File photo of U.S. Army Sergeant Bergdahl leaving the courthouse after an arraignment hearing for his court-martial in Fort Bragg

U.S. Army Sergeant Bowe Bergdahl leaves the courthouse after an arraignment hearing for his court-martial in Fort Bragg, North Carolina, December 22, 2015. REUTERS/Jonathan Drake/File Photo

WASHINGTON (Reuters) - U.S. Army Sergeant Bowe Bergdahl, who was held captive by the Taliban for five years after walking off his post in Afghanistan, is expected to plead guilty to desertion and misbehavior before the enemy, the Associated Press reported on Friday, citing two people with knowledge of the case.

"We have no comment on that report," said Eugene Fidell, one of Bergdahl’s lawyers, when reached by phone on Friday.

In 2014, Bergdahl was released in a prisoner swap with five Taliban detainees held by the United States in a decision that was criticized by many Republican leaders.
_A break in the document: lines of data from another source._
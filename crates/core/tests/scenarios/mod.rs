//! End-to-End Program Scenarios.
//!
//! Complete binary-text programs driven through `Processor::run`. Each
//! program ends by planting the halt sentinel in `x31` via LUI + ADDI
//! (the upper immediate is incremented to compensate the sign-extended
//! low half).

use pretty_assertions::assert_eq;

use rv32sim_core::{Config, Processor, SimError};

use crate::common::builder::InstructionBuilder;

const HALT_SENTINEL: u32 = 0xDEAD_BEEF;

/// The two-instruction halt sequence: `x31 <- 0xDEADBEEF`.
fn halt_sequence() -> Vec<String> {
    vec![
        InstructionBuilder::new().lui(31, 0xDEADC).build_line(),
        InstructionBuilder::new().addi(31, 31, -273).build_line(),
    ]
}

fn run_program(body: Vec<String>) -> Processor {
    let mut lines = body;
    lines.extend(halt_sequence());
    let program = lines.join("\n");

    let mut cpu = Processor::new(&Config::default());
    cpu.load_program(program.as_bytes()).unwrap();
    cpu.run().unwrap();
    cpu
}

#[test]
fn halt_sequence_alone_plants_the_sentinel() {
    let cpu = run_program(vec![]);
    assert_eq!(cpu.regs.read(31), HALT_SENTINEL);
    // The register dump renders the sentinel as a signed decimal.
    assert_eq!(cpu.regs.read(31) as i32, -559038737);
    assert_eq!(cpu.clock, 2);
    assert_eq!(cpu.pc, 8);
}

#[test]
fn preplanted_sentinel_executes_nothing() {
    // The halt check runs at the top of every cycle.
    let mut cpu = Processor::new(&Config::default());
    cpu.regs.write(31, HALT_SENTINEL);
    cpu.run().unwrap();
    assert_eq!(cpu.clock, 0);
    assert_eq!(cpu.pc, 0);
}

#[test]
fn single_add_with_preloaded_registers() {
    let mut cpu = Processor::new(&Config::default());
    cpu.regs.write(1, 5);
    cpu.regs.write(2, 7);
    let program = InstructionBuilder::new().add(3, 1, 2).build_line();
    cpu.load_program(program.as_bytes()).unwrap();

    cpu.step().unwrap();
    assert_eq!(cpu.regs.read(3), 12);
    assert_eq!(cpu.pc, 4);
    assert_eq!(cpu.clock, 1);
}

#[test]
fn add_immediates_and_registers() {
    let cpu = run_program(vec![
        InstructionBuilder::new().addi(1, 0, 5).build_line(),
        InstructionBuilder::new().addi(2, 0, 7).build_line(),
        InstructionBuilder::new().add(3, 1, 2).build_line(),
    ]);

    assert_eq!(cpu.regs.read(1), 5);
    assert_eq!(cpu.regs.read(2), 7);
    assert_eq!(cpu.regs.read(3), 12);
    assert_eq!(cpu.clock, 5);
    assert_eq!(cpu.pc, 20);
}

#[test]
fn taken_branch_skips_the_shadowed_instruction() {
    let cpu = run_program(vec![
        InstructionBuilder::new().addi(1, 0, 1).build_line(),
        InstructionBuilder::new().addi(2, 0, 1).build_line(),
        InstructionBuilder::new().beq(1, 2, 8).build_line(),
        InstructionBuilder::new().addi(5, 0, 99).build_line(),
    ]);

    assert_eq!(cpu.regs.read(5), 0);
    // addi, addi, beq, then straight to the halt pair.
    assert_eq!(cpu.clock, 5);
}

#[test]
fn not_taken_branch_falls_through() {
    let cpu = run_program(vec![
        InstructionBuilder::new().addi(1, 0, 1).build_line(),
        InstructionBuilder::new().addi(2, 0, 2).build_line(),
        InstructionBuilder::new().beq(1, 2, 8).build_line(),
        InstructionBuilder::new().addi(5, 0, 99).build_line(),
    ]);

    assert_eq!(cpu.regs.read(5), 99);
    assert_eq!(cpu.clock, 6);
}

#[test]
fn countdown_loop_with_backward_branch() {
    let cpu = run_program(vec![
        InstructionBuilder::new().addi(1, 0, 5).build_line(),
        InstructionBuilder::new().addi(1, 1, -1).build_line(),
        InstructionBuilder::new().bne(1, 0, -4).build_line(),
    ]);

    assert_eq!(cpu.regs.read(1), 0);
    // 1 setup + 5 iterations of (addi, bne) + 2 halt.
    assert_eq!(cpu.clock, 13);
}

#[test]
fn store_then_load_round_trips_through_data_memory() {
    let cpu = run_program(vec![
        InstructionBuilder::new().addi(10, 0, 100).build_line(),
        InstructionBuilder::new().addi(11, 0, 42).build_line(),
        InstructionBuilder::new().sw(10, 11, 0).build_line(),
        InstructionBuilder::new().lw(12, 10, 0).build_line(),
    ]);

    assert_eq!(cpu.regs.read(12), 42);

    let touched: Vec<usize> = cpu.dmem.touched_bytes().map(|(o, _)| o).collect();
    assert_eq!(touched, vec![100, 101, 102, 103]);
}

#[test]
fn jal_links_and_jumps() {
    // jal x1, +12 over two shadowed instructions, landing on the halt pair.
    let cpu = run_program(vec![
        InstructionBuilder::new().jal(1, 12).build_line(),
        InstructionBuilder::new().addi(5, 0, 99).build_line(),
        InstructionBuilder::new().addi(6, 0, 99).build_line(),
    ]);

    assert_eq!(cpu.regs.read(1), 4);
    assert_eq!(cpu.regs.read(5), 0);
    assert_eq!(cpu.regs.read(6), 0);
    assert_eq!(cpu.clock, 3);
}

#[test]
fn lui_addi_builds_arbitrary_constants() {
    let cpu = run_program(vec![
        InstructionBuilder::new().lui(7, 0x12345).build_line(),
        InstructionBuilder::new().addi(7, 7, 0x678).build_line(),
    ]);
    assert_eq!(cpu.regs.read(7), 0x1234_5678);
}

#[test]
fn jump_to_misaligned_address_faults_on_next_fetch() {
    let program = [
        InstructionBuilder::new().addi(1, 0, 0).build_line(),
        InstructionBuilder::new().jalr(0, 1, 2).build_line(),
    ]
    .join("\n");

    let mut cpu = Processor::new(&Config::default());
    cpu.load_program(program.as_bytes()).unwrap();

    let err = cpu.run().unwrap_err();
    assert!(matches!(err, SimError::MisalignedFetch { addr: 2 }));
    // The addi and the jump retired; the faulted cycle is not counted.
    assert_eq!(cpu.clock, 2);
    assert_eq!(cpu.stats.total(), cpu.clock);
}

#[test]
fn running_off_the_program_hits_the_zero_word() {
    // No halt sequence: the word after the program is all zeros, which is
    // not a legal encoding.
    let program = InstructionBuilder::new().addi(1, 0, 1).build_line();

    let mut cpu = Processor::new(&Config::default());
    cpu.load_program(program.as_bytes()).unwrap();

    let err = cpu.run().unwrap_err();
    assert!(matches!(err, SimError::IllegalOpcode { opcode: 0, pc: 4 }));
    // Only the addi retired.
    assert_eq!(cpu.clock, 1);
}

#[test]
fn instruction_mix_is_reported() {
    let cpu = run_program(vec![
        InstructionBuilder::new().addi(10, 0, 100).build_line(),
        InstructionBuilder::new().addi(11, 0, 42).build_line(),
        InstructionBuilder::new().sw(10, 11, 0).build_line(),
        InstructionBuilder::new().lw(12, 10, 0).build_line(),
        InstructionBuilder::new().jal(1, 4).build_line(),
    ]);

    // Two addi + the halt pair count as ALU.
    assert_eq!(cpu.stats.inst_alu, 4);
    assert_eq!(cpu.stats.inst_load, 1);
    assert_eq!(cpu.stats.inst_store, 1);
    assert_eq!(cpu.stats.inst_branch, 1);
    assert_eq!(cpu.stats.total(), cpu.clock);
}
President Donald Trump has called Bergdahl a "dirty, rotten traitor."

The Idaho native was charged in 2015 with desertion and misbehavior before the enemy by endangering U.S. troops. The latter offense carries a sentence of up to life in prison.
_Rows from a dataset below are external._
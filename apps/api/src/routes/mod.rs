pub mod health;

use axum::{
    extract::DefaultBodyLimit,
    http::HeaderValue,
    middleware,
    routing::{get, post},
    Router,
};
use tower_http::cors::{AllowHeaders, AllowMethods, AllowOrigin, Any, CorsLayer};
use tracing::warn;

use crate::analysis::handlers;
use crate::config::CorsOrigins;
use crate::rate_limit::enforce_rate_limit;
use crate::state::AppState;

pub fn build_router(state: AppState) -> Router {
    let body_limit = DefaultBodyLimit::max(state.config.max_request_bytes());

    // Model-backed routes share the process-wide rate limiter.
    let model_routes = Router::new()
        .route("/extract", post(handlers::handle_extract))
        .route("/analyze", post(handlers::handle_analyze))
        .route("/analyze/batch", post(handlers::handle_analyze_batch))
        .route_layer(middleware::from_fn_with_state(
            state.clone(),
            enforce_rate_limit,
        ));

    Router::new()
        .route("/", get(health::root_handler))
        .route("/health", get(health::health_handler))
        .route("/models", get(health::models_handler))
        .route(
            "/analyze/heuristic",
            post(handlers::handle_analyze_heuristic),
        )
        .merge(model_routes)
        .layer(body_limit)
        .with_state(state)
}

/// Wildcard origins get a fully open policy without credentials; an explicit
/// list allows credentials and mirrors the requested methods and headers.
pub fn build_cors_layer(origins: &CorsOrigins) -> CorsLayer {
    match origins {
        CorsOrigins::Any => CorsLayer::new()
            .allow_origin(Any)
            .allow_methods(Any)
            .allow_headers(Any),
        CorsOrigins::List(list) => {
            let origins: Vec<HeaderValue> = list
                .iter()
                .filter_map(|origin| match HeaderValue::from_str(origin) {
                    Ok(value) => Some(value),
                    Err(_) => {
                        warn!("Ignoring invalid CORS origin '{origin}'");
                        None
                    }
                })
                .collect();
            CorsLayer::new()
                .allow_origin(AllowOrigin::list(origins))
                .allow_methods(AllowMethods::mirror_request())
                .allow_headers(AllowHeaders::mirror_request())
                .allow_credentials(true)
        }
    }
}

#[cfg(test)]
mod tests {
    use std::sync::Arc;
    use std::time::Duration;

    use axum::{
        body::Body,
        http::{header, Request, StatusCode},
    };
    use serde_json::Value;
    use tower::ServiceExt;

    use super::*;
    use crate::analysis::service::tests::{StubProvider, GOOD_ANALYSIS};
    use crate::config::test_config;
    use crate::extraction::docx::tests::build_docx;
    use crate::extraction::pdf::tests::build_pdf;
    use crate::llm_client::LlmError;
    use crate::rate_limit::RateLimiter;

    const BOUNDARY: &str = "cv-analyzer-test-boundary";

    enum Part<'a> {
        Text(&'a str, &'a str),
        File(&'a str, &'a str, Vec<u8>),
    }

    fn multipart_request(uri: &str, parts: Vec<Part<'_>>) -> Request<Body> {
        let mut body = Vec::new();
        for part in parts {
            body.extend_from_slice(format!("--{BOUNDARY}\r\n").as_bytes());
            match part {
                Part::Text(name, value) => {
                    body.extend_from_slice(
                        format!("Content-Disposition: form-data; name=\"{name}\"\r\n\r\n")
                            .as_bytes(),
                    );
                    body.extend_from_slice(value.as_bytes());
                }
                Part::File(name, filename, bytes) => {
                    body.extend_from_slice(
                        format!(
                            "Content-Disposition: form-data; name=\"{name}\"; filename=\"{filename}\"\r\n\
                             Content-Type: application/octet-stream\r\n\r\n"
                        )
                        .as_bytes(),
                    );
                    body.extend_from_slice(&bytes);
                }
            }
            body.extend_from_slice(b"\r\n");
        }
        body.extend_from_slice(format!("--{BOUNDARY}--\r\n").as_bytes());

        Request::builder()
            .method("POST")
            .uri(uri)
            .header(
                header::CONTENT_TYPE,
                format!("multipart/form-data; boundary={BOUNDARY}"),
            )
            .body(Body::from(body))
            .unwrap()
    }

    fn state_with(llm: StubProvider, min_interval: Duration) -> AppState {
        AppState {
            llm: Arc::new(llm),
            config: test_config(),
            rate_limiter: Arc::new(RateLimiter::new(min_interval)),
        }
    }

    fn app(llm: StubProvider) -> Router {
        build_router(state_with(llm, Duration::ZERO))
    }

    async fn send(app: Router, request: Request<Body>) -> (StatusCode, Value) {
        let response = app.oneshot(request).await.unwrap();
        let status = response.status();
        let bytes = axum::body::to_bytes(response.into_body(), usize::MAX)
            .await
            .unwrap();
        (status, serde_json::from_slice(&bytes).unwrap_or(Value::Null))
    }

    fn get(uri: &str) -> Request<Body> {
        Request::builder().uri(uri).body(Body::empty()).unwrap()
    }

    #[tokio::test]
    async fn test_health_reports_model() {
        let (status, body) = send(app(StubProvider::always("{}")), get("/health")).await;
        assert_eq!(status, StatusCode::OK);
        assert_eq!(body["status"], "ok");
        assert_eq!(body["model"], "stub-model");
    }

    #[tokio::test]
    async fn test_root() {
        let (status, body) = send(app(StubProvider::always("{}")), get("/")).await;
        assert_eq!(status, StatusCode::OK);
        assert_eq!(body["message"], "API root");
    }

    #[tokio::test]
    async fn test_models_lists_at_most_fifty() {
        let (status, body) = send(app(StubProvider::always("{}")), get("/models")).await;
        assert_eq!(status, StatusCode::OK);
        assert_eq!(body["count"], 60);
        assert_eq!(body["models"].as_array().unwrap().len(), 50);
    }

    #[tokio::test]
    async fn test_analyze_returns_model_analysis() {
        let request = multipart_request(
            "/analyze",
            vec![
                Part::File("cv_file", "jane.txt", b"Support engineer with SQL".to_vec()),
                Part::Text("job_description", "Need SQL"),
            ],
        );
        let (status, body) = send(app(StubProvider::always(GOOD_ANALYSIS)), request).await;
        assert_eq!(status, StatusCode::OK);
        assert_eq!(body["fit_score"], 81);
        assert_eq!(body["expected_salary_note"], "₪18K–₪22K");
    }

    #[tokio::test]
    async fn test_analyze_requires_job_description() {
        let request = multipart_request(
            "/analyze",
            vec![Part::File("cv_file", "jane.txt", b"text".to_vec())],
        );
        let (status, body) = send(app(StubProvider::always(GOOD_ANALYSIS)), request).await;
        assert_eq!(status, StatusCode::UNPROCESSABLE_ENTITY);
        assert_eq!(body["error"]["code"], "VALIDATION_ERROR");
    }

    #[tokio::test]
    async fn test_analyze_rejects_binary_upload() {
        let request = multipart_request(
            "/analyze",
            vec![
                Part::File("cv_file", "photo.png", vec![0x89, b'P', b'N', b'G', 0, 0, 0xff]),
                Part::Text("job_description", "Need SQL"),
            ],
        );
        let (status, body) = send(app(StubProvider::always(GOOD_ANALYSIS)), request).await;
        assert_eq!(status, StatusCode::BAD_REQUEST);
        assert_eq!(body["error"]["code"], "UNSUPPORTED_FILE_TYPE");
    }

    #[tokio::test]
    async fn test_oversized_upload_is_413() {
        let mut config = test_config();
        config.max_file_size_mb = 1;
        let state = AppState {
            config,
            ..state_with(StubProvider::always(GOOD_ANALYSIS), Duration::ZERO)
        };
        let request = multipart_request(
            "/analyze",
            vec![
                Part::File("cv_file", "big.txt", vec![b'a'; 1024 * 1024 + 10]),
                Part::Text("job_description", "Need SQL"),
            ],
        );
        let (status, body) = send(build_router(state), request).await;
        assert_eq!(status, StatusCode::PAYLOAD_TOO_LARGE);
        assert_eq!(body["error"]["code"], "FILE_TOO_LARGE");
    }

    #[tokio::test]
    async fn test_invalid_model_output_is_500_with_excerpt() {
        let request = multipart_request(
            "/analyze",
            vec![
                Part::File("cv_file", "jane.txt", b"text".to_vec()),
                Part::Text("job_description", "Need SQL"),
            ],
        );
        let llm = StubProvider::always(r#"{"fit_score": "high"}"#);
        let (status, body) = send(app(llm), request).await;
        assert_eq!(status, StatusCode::INTERNAL_SERVER_ERROR);
        assert_eq!(body["error"]["code"], "INVALID_MODEL_OUTPUT");
        assert!(body["error"]["message"]
            .as_str()
            .unwrap()
            .contains(r#"{"fit_score": "high"}"#));
    }

    #[tokio::test]
    async fn test_upstream_failure_is_502() {
        let request = multipart_request(
            "/extract",
            vec![Part::File("cv_file", "jane.txt", b"text".to_vec())],
        );
        let llm = StubProvider::new(vec![Err(LlmError::Api {
            status: 500,
            message: "boom".into(),
        })]);
        let (status, body) = send(app(llm), request).await;
        assert_eq!(status, StatusCode::BAD_GATEWAY);
        assert_eq!(body["error"]["code"], "UPSTREAM_ERROR");
    }

    #[tokio::test]
    async fn test_extract_returns_fields_from_docx() {
        let docx = build_docx("<w:p><w:r><w:t>Jane Doe</w:t></w:r></w:p>");
        let request = multipart_request("/extract", vec![Part::File("cv_file", "jane.docx", docx)]);
        let llm = StubProvider::always(r#"{"name": "Jane Doe", "skills": ["SQL"], "education": []}"#);
        let (status, body) = send(app(llm), request).await;
        assert_eq!(status, StatusCode::OK);
        assert_eq!(body["name"], "Jane Doe");
        assert_eq!(body["email"], Value::Null);
        assert_eq!(body["skills"][0], "SQL");
    }

    #[tokio::test]
    async fn test_second_request_inside_interval_is_429() {
        let app = build_router(state_with(
            StubProvider::always(r#"{"name": null}"#),
            Duration::from_secs(60),
        ));
        let extract = || {
            multipart_request(
                "/extract",
                vec![Part::File("cv_file", "jane.txt", b"text".to_vec())],
            )
        };

        let (status, _) = send(app.clone(), extract()).await;
        assert_eq!(status, StatusCode::OK);
        let (status, body) = send(app.clone(), extract()).await;
        assert_eq!(status, StatusCode::TOO_MANY_REQUESTS);
        assert_eq!(body["error"]["code"], "RATE_LIMITED");

        // Non-model routes are not limited.
        let (status, _) = send(app, get("/health")).await;
        assert_eq!(status, StatusCode::OK);
    }

    #[tokio::test]
    async fn test_batch_embeds_failed_items() {
        let request = multipart_request(
            "/analyze/batch",
            vec![
                Part::File("files", "a.txt", b"SQL on Linux".to_vec()),
                Part::File("files", "broken.pdf", b"garbage bytes".to_vec()),
                Part::File("files", "c.txt", b"Support".to_vec()),
                Part::Text("job_description", "SQL, Linux, support"),
            ],
        );
        let (status, body) = send(app(StubProvider::always(GOOD_ANALYSIS)), request).await;
        assert_eq!(status, StatusCode::OK);
        assert_eq!(body["job_description"], "SQL, Linux, support");

        let results = body["results"].as_array().unwrap();
        assert_eq!(results.len(), 3);
        assert_eq!(results[0]["result"]["fit_score"], 81);
        assert_eq!(results[1]["filename"], "broken.pdf");
        assert_eq!(results[1]["result"]["fit_score"], 0);
        assert!(results[1]["result"]["fit_reason"]
            .as_str()
            .unwrap()
            .contains("Error"));
        assert_eq!(results[2]["result"]["fit_score"], 81);
    }

    #[tokio::test]
    async fn test_batch_without_files_is_rejected() {
        let request = multipart_request(
            "/analyze/batch",
            vec![Part::Text("job_description", "SQL")],
        );
        let (status, _) = send(app(StubProvider::always(GOOD_ANALYSIS)), request).await;
        assert_eq!(status, StatusCode::UNPROCESSABLE_ENTITY);
    }

    #[tokio::test]
    async fn test_batch_over_file_limit_is_rejected() {
        let mut parts: Vec<Part<'_>> = (0..=crate::config::MAX_BATCH_FILES)
            .map(|_| Part::File("files", "cv.txt", b"SQL".to_vec()))
            .collect();
        parts.push(Part::Text("job_description", "SQL"));
        let llm = Arc::new(StubProvider::always(GOOD_ANALYSIS));
        let state = AppState {
            llm: llm.clone(),
            ..state_with(StubProvider::new(Vec::new()), Duration::ZERO)
        };
        let (status, body) =
            send(build_router(state), multipart_request("/analyze/batch", parts)).await;
        assert_eq!(status, StatusCode::UNPROCESSABLE_ENTITY);
        assert_eq!(body["error"]["code"], "VALIDATION_ERROR");
        assert!(llm.prompts.lock().unwrap().is_empty());
    }

    #[tokio::test]
    async fn test_heuristic_scores_pdf_without_model() {
        let pdf = build_pdf(&["DEVOPS"]);
        let request = multipart_request(
            "/analyze/heuristic",
            vec![
                Part::File("cv_file", "cv.pdf", pdf),
                Part::Text("job_description", "Florist wanted"),
            ],
        );
        let llm = Arc::new(StubProvider::new(Vec::new()));
        let state = AppState {
            llm: llm.clone(),
            ..state_with(StubProvider::new(Vec::new()), Duration::ZERO)
        };
        let (status, body) = send(build_router(state), request).await;
        assert_eq!(status, StatusCode::OK);
        assert!(body["fit_score"].as_u64().unwrap() <= 6);
        assert!(llm.prompts.lock().unwrap().is_empty());
        assert_eq!(
            body["salary_range"],
            "₪17K–₪23K gross (rough guide; adjust by seniority/company)."
        );
    }

    #[tokio::test]
    async fn test_heuristic_reports_gaps_from_docx() {
        let docx = build_docx("<w:p><w:r><w:t>Barista, latte art</w:t></w:r></w:p>");
        let request = multipart_request(
            "/analyze/heuristic",
            vec![
                Part::File("cv_file", "cv.docx", docx),
                Part::Text("job_description", "SQL, API and Linux"),
            ],
        );
        let (status, body) = send(app(StubProvider::new(Vec::new())), request).await;
        assert_eq!(status, StatusCode::OK);
        assert_eq!(body["fit_score"], 0);
        assert_eq!(body["gaps"].as_array().unwrap().len(), 4);
        assert_eq!(body["suggestions"].as_array().unwrap().len(), 3);
    }

    #[test]
    fn test_cors_layers_build() {
        let _ = build_cors_layer(&CorsOrigins::Any);
        let _ = build_cors_layer(&CorsOrigins::List(vec![
            "https://app.example".to_string(),
            "not a valid\norigin".to_string(),
        ]));
    }
}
An Army spokesman at Fort Bragg, North Carolina, where Bergdahl’s trial was scheduled to begin on Oct. 23, also did not confirm the AP's report.

"We continue to maintain careful respect for the military-judicial process, the rights of the accused and ensuring the case's fairness and impartiality during this ongoing legal case," said the spokesman, Paul Boyce.

Bergdahl has said he left his post in June 2009 to draw attention to "leadership failure" in his unit.

He was subsequently captured and suffered torture, abuse and neglect at the hands of Taliban forces, a military expert testified previously.

The head of the Army team that investigated Bergdahl has said he does not believe the soldier should face jail time.

The AP reported that sentencing will start on Oct. 23, citing the individuals with knowledge of the case.